Ogni volta che scopro un gruppo italiano sono molto contento, perche' vedo che lentamente la musica elettronica sta suscitando interesse anche nel nostro paese, anche se devo dire che finora il genere preferito da questi gruppi  è l’ambient-sperimentale,  piuttosto che una elettronica alla Kraftwerk o un genere cosmico alla Tangerine Dream. E appunto il caso del duo bolognese degli OZIS, formato da Alessandro Vittorio e Antonio Severi, che entrambi si occupano di tastiere, chitarra e programmazioni. La musica che compongono mescola vari ingredienti stilistici propri della musica elettronica, con altri della musica ambient e della musica etnica, talvolta amalgamandosi in un unico composto musicale, o talvolta separandosi mettendone in evidenza uno in particolare. Gli OZIS hanno partecipato alla realizzazione di diversi progetti, tra cui musiche per il teatro, collaborato con un’equipe di insegnanti di Yoga all’incisione di una serie di nastri con musiche e parole per il rilassamento guidato, ed hanno lavorato a musiche per progetti audio-visivi multimediali.  

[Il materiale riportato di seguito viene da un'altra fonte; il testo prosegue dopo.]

use rust_decimal::Decimal;
use rust_decimal_macros::dec;

/// Income tax, applied to gross salary
pub const TAX_RATE: Decimal = dec!(0.10);
/// Pension contribution, applied to basic salary
pub const PENSION_RATE: Decimal = dec!(0.05);
/// Health insurance contribution, applied to basic salary
pub const HEALTH_INSURANCE_RATE: Decimal = dec!(0.03);

/// Mean KPI achievement (in percent) that must be exceeded to earn a performance bonus
pub const PERFORMANCE_BONUS_THRESHOLD: Decimal = dec!(90);
/// Performance bonus, applied to basic salary
pub const PERFORMANCE_BONUS_RATE: Decimal = dec!(0.05);

pub const MAX_ACHIEVEMENT: Decimal = dec!(100);

/// Money columns are `numeric(15, 2)`
pub const MONEY_SCALE: u32 = 2;
/// Largest magnitude a `numeric(15, 2)` column holds
pub const MAX_STORED_AMOUNT: Decimal = dec!(9999999999999.99);
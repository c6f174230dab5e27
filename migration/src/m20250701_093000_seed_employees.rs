use sea_orm_migration::prelude::*;
use sha2::Digest as _;

use crate::m20250701_090000_create_payroll_schema::{Kpi, SalaryStructure, User};

const EMPLOYEES: u128 = 100;
const ADMIN_ID: u128 = 12345;

#[derive(DeriveMigrationName)]
pub struct Migration;

#[async_trait::async_trait]
impl MigrationTrait for Migration {
    async fn up(&self, manager: &SchemaManager) -> Result<(), DbErr> {
        let time = Expr::val("2025-07-01T09:30:00.000Z").cast_as("timestamptz");
        let effective_date = Expr::val("2025-01-01").cast_as("date");

        // Creates 100 employees, each with a current salary structure
        for i in 1..=EMPLOYEES {
            let uuid = format!("{:032x}", i);
            let username = i.to_string();
            let hire_date = format!("2024-{:02}-{:02}", (i % 12) + 1, (i % 28) + 1);
            let basic_salary = rand::random_range(5_000..=20_000);
            let housing_allowance = rand::random_range(0..=2_000);
            let transport_allowance = rand::random_range(0..=500);
            let meal_allowance = rand::random_range(0..=300);

            let hashed_password = &sha2::Sha256::digest(&format!("{}:{}", username, username))[..];

            manager
                .exec_stmt(Query::insert()
                    .into_table(User::Table)
                    .columns([User::Id, User::CreatedAt, User::UpdatedAt, User::Username, User::Password, User::Role, User::HireDate])
                    .values_panic([Expr::val(uuid.clone()).cast_as("uuid"), time.clone(), time.clone(), username.into(), hashed_password.into(), Expr::val("employee").cast_as("role_type"), Expr::val(hire_date).cast_as("date")])
                    .to_owned()
            ).await?;

            manager
                .exec_stmt(Query::insert()
                    .into_table(SalaryStructure::Table)
                    .columns([SalaryStructure::CreatedAt, SalaryStructure::UpdatedAt, SalaryStructure::EmployeeId, SalaryStructure::BasicSalary, SalaryStructure::HousingAllowance, SalaryStructure::TransportAllowance, SalaryStructure::MealAllowance, SalaryStructure::EffectiveDate])
                    .values_panic([time.clone(), time.clone(), Expr::val(uuid).cast_as("uuid"), basic_salary.into(), housing_allowance.into(), transport_allowance.into(), meal_allowance.into(), effective_date.clone()])
                    .to_owned()
            ).await?;
        }

        // Create an admin

        let hashed_password = &sha2::Sha256::digest("admin:admin")[..];

        manager
            .exec_stmt(Query::insert()
                .into_table(User::Table)
                .columns([User::Id, User::CreatedAt, User::UpdatedAt, User::Username, User::Password, User::Role, User::HireDate])
                .values_panic([Expr::val(format!("{:032x}", ADMIN_ID)).cast_as("uuid"), time.clone(), time.clone(), "admin".into(), hashed_password.into(), Expr::val("admin").cast_as("role_type"), Expr::val("2024-01-01").cast_as("date")])
                .to_owned()
        ).await?;

        for (name, unit, points_value) in [("Tickets resolved", "tickets", 10), ("Customer satisfaction", "score", 20)] {
            manager
                .exec_stmt(Query::insert()
                    .into_table(Kpi::Table)
                    .columns([Kpi::CreatedAt, Kpi::UpdatedAt, Kpi::Name, Kpi::Unit, Kpi::PointsValue])
                    .values_panic([time.clone(), time.clone(), name.into(), unit.into(), points_value.into()])
                    .to_owned()
            ).await?;
        }

        Ok(())
    }

    async fn down(&self, manager: &SchemaManager) -> Result<(), DbErr> {
        manager
            .exec_stmt(Query::delete()
                .from_table(Kpi::Table)
                .and_where(Expr::col(Kpi::Name).is_in(["Tickets resolved", "Customer satisfaction"]))
                .to_owned()
        ).await?;

        // Salary structures follow their employee through the cascading foreign key
        for i in (1..=EMPLOYEES).chain([ADMIN_ID]) {
            let uuid = format!("{:032x}", i);

            manager
                .exec_stmt(Query::delete()
                    .from_table(User::Table)
                    .and_where(Expr::col(User::Id).eq(Expr::val(uuid).cast_as("uuid")))
                    .to_owned()
            ).await?;
        }

        Ok(())
    }
}
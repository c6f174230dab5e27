use super::*;

impl FromRequest for payroll_period::Model {
    type Error = actix_web::Error;
    type Future = LocalBoxFuture<'static, Result<Self, Self::Error>>;

    fn from_request(req: &HttpRequest, _: &mut dev::Payload) -> Self::Future {
        let req = req.clone();

        Box::pin(async move {
            let period_id = req.match_info().get("period_id").expect("This extractor must be used under `period_id` path");
            let Ok(period_id) = Uuid::from_str(period_id) else {
                return Err(actix_web::error::ErrorBadRequest("invalid `period_id`"))
            };

            let db = req.app_data::<web::Data<DatabaseConnection>>().expect("DatabaseConnection must be attached");

            let period = PayrollPeriod::find_by_id(period_id)
                .one(db.as_ref()).await
                .map_err(PayrollError::from)?;

            let Some(period) = period else {
                return Err(PayrollError::PeriodNotFound(period_id).into())
            };

            Ok(period)
        })
    }
}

Il loro primo CD si intitola semplicemente «OZIS» (etichetta Sempiterna Mutatio, SM 007, 1998, durata 71’34»), e può essere paragonato alla musica degli Air Sculptures o a quella di Brian Eno, pur restando differente in quanto meno monotona e ripetitiva. Ogni brano evoca atmosfere molto particolari, trasmettendo intensità emotiva e coinvolgimento senza mai scivolare nel banale. Nel CD troviamo sei brani di lunga durata e già dalle note poste sul retro di copertina troviamo ‘Electronic-Space Ambient And Hypnotic Music, come esplicito biglietto da visita. I primi due brani, «Passages» e «Nilus», iniziano con lunghi accordi di tastiere che lasciano poi spazio ad una sequenza di base molto tranquilla e rilassante, sempre con un sottofondo di accordi lunghi; già con questi due brani si raggiunge un relax totale, sia per il corpo che per la mente, il tutto coadiuvato dal rumore dell’acqua che apre e chiude i brani, Il terzo brano inizia invece con lunghi e «cosmici» accordi al sintetizzatore, ed ha per titolo «Absyd»: si prosegue in uno stato sospeso per quattordici lunghi minuti, tanto che sembra galleggiare in uno spazio senza tempo. Il brano successivo, sicuramente il migliore, si intitola «Miriah», ed è il più corto di tutto l’album. Nettamente di stampo New-Age, con una dolcissima sequenza supportata dal consueto tappeto di tastiere e da una bellissima melodia che dà al brano stesso un atmosfera meno cosmica e più terrestre. Il seguente «Tibet» denota quasi l’assenza di una sequenza base, per lasciare il posto a lunghi accordi al synth, accompagnati dai suoni di campane tibetane. Il pezzo è abbastanza lineare e non presenta variazioni di rilievo, esortando l’ascoltatore alla meditazione. Chiude il CD «Uroboros», caratterizzato anche questo da una sequenza di base, ma stavolta l’atmosfera è cosmica e ci porta ad immaginare per dodici minuti galassie e mondi lontani.